85. The Commission considers that the right of permanent residence under Article 16 of the Directive and the right of residence under Article 7 of the Directive are both expressions of the status of legal residence and are not different in nature. The right of permanent residence regulated by Article 16 is a right of legal residence without the conditions imposed by Article 7(1). The term “permanent residence”, according to the Commission, does not refer to a residence right of a different nature or to a different residence status but, rather, to the specific conditions of exercise of the rights and of retention of the status of legal residence for EU citizens qualifying for that particular right of residence.

86. The Commission submits that permanent residence under Article 15 of the WA is governed by the same rules and logic as permanent residence under the Directive.
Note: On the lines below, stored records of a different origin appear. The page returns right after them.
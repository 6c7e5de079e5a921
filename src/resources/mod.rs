//! CRUD services for the Organization -> Project -> Task hierarchy
//!
//! Each service validates presence rules, enforces parent scoping (a child
//! looked up under the wrong parent is [`AppError::NotFound`]) and delegates
//! persistence to a [`ResourceStore`](crate::store::ResourceStore).

pub mod organizations;
pub mod projects;
pub mod tasks;
pub mod users;

use crate::error::AppError;

/// Blank means empty or whitespace only.
pub(crate) fn is_blank(value: &str) -> bool {
    value.trim().is_empty()
}

/// Collects "<Field> can't be blank" messages.
#[derive(Default)]
pub(crate) struct Presence(Vec<String>);

impl Presence {
    pub(crate) fn require(mut self, field: &str, value: Option<&str>) -> Self {
        if value.is_none_or(is_blank) {
            self.0.push(format!("{} can't be blank", field));
        }
        self
    }

    pub(crate) fn finish(self) -> Result<(), AppError> {
        if self.0.is_empty() {
            Ok(())
        } else {
            Err(AppError::ValidationFailed(self.0))
        }
    }
}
Article 15(1) of the WA essentially replicates Article 16(1) of the Directive. Both state in terms that a person who has been legally resident for a continuous period of five years “shall have” the right of permanent residence.

87. The Commission is clear that the prohibition contained in Article 13(4) of the WA on imposing any limitations or conditions for obtaining, retaining or losing residence rights applies both to substantive provisions, such as the duration of the WA status and to procedural requirements, such as the need for a new application. Article 39 of the WA is clear: beneficiaries enjoy the rights provided in the relevant Titles of Part Two of the WA for as long as they meet the relevant conditions. Thus, absent a change in circumstances, protection is life-long. Just as with legal residence under the Directive, the residence status under the WA can be lost only in situations for which express provision is made in the WA. The WA does not provide any other way for a host State to revoke a person's WA beneficiary status or treat that status, or a right attached to it, as having been lost.

88. As for the effects of the United Kingdom’s decision to adopt a constitutive scheme, the Commission considers that what are conferred by the new residence status in Article 18(1) are all the rights granted in Title II of Part Two; namely, the rights provided for in Articles 13 to 29 of the WA, which include the right of non-permanent residence and that of permanent residence. There is, therefore, only one new residence status under the WA: that of WA beneficiary, to which all the relevant rights are attached. Different rights will be relevant at different times, depending on the personal situation of the beneficiary. Although every eligible person who successfully goes through the application process will be granted WA beneficiary status, the Commission considers that one beneficiary may have a non-permanent right of residence at the moment of conferral, whilst another may have already acquired the right of permanent residence. One beneficiary may have a residence right as a student, another as a worker, and yet another as a non-economically active person. Their status under the WA, however, is the same.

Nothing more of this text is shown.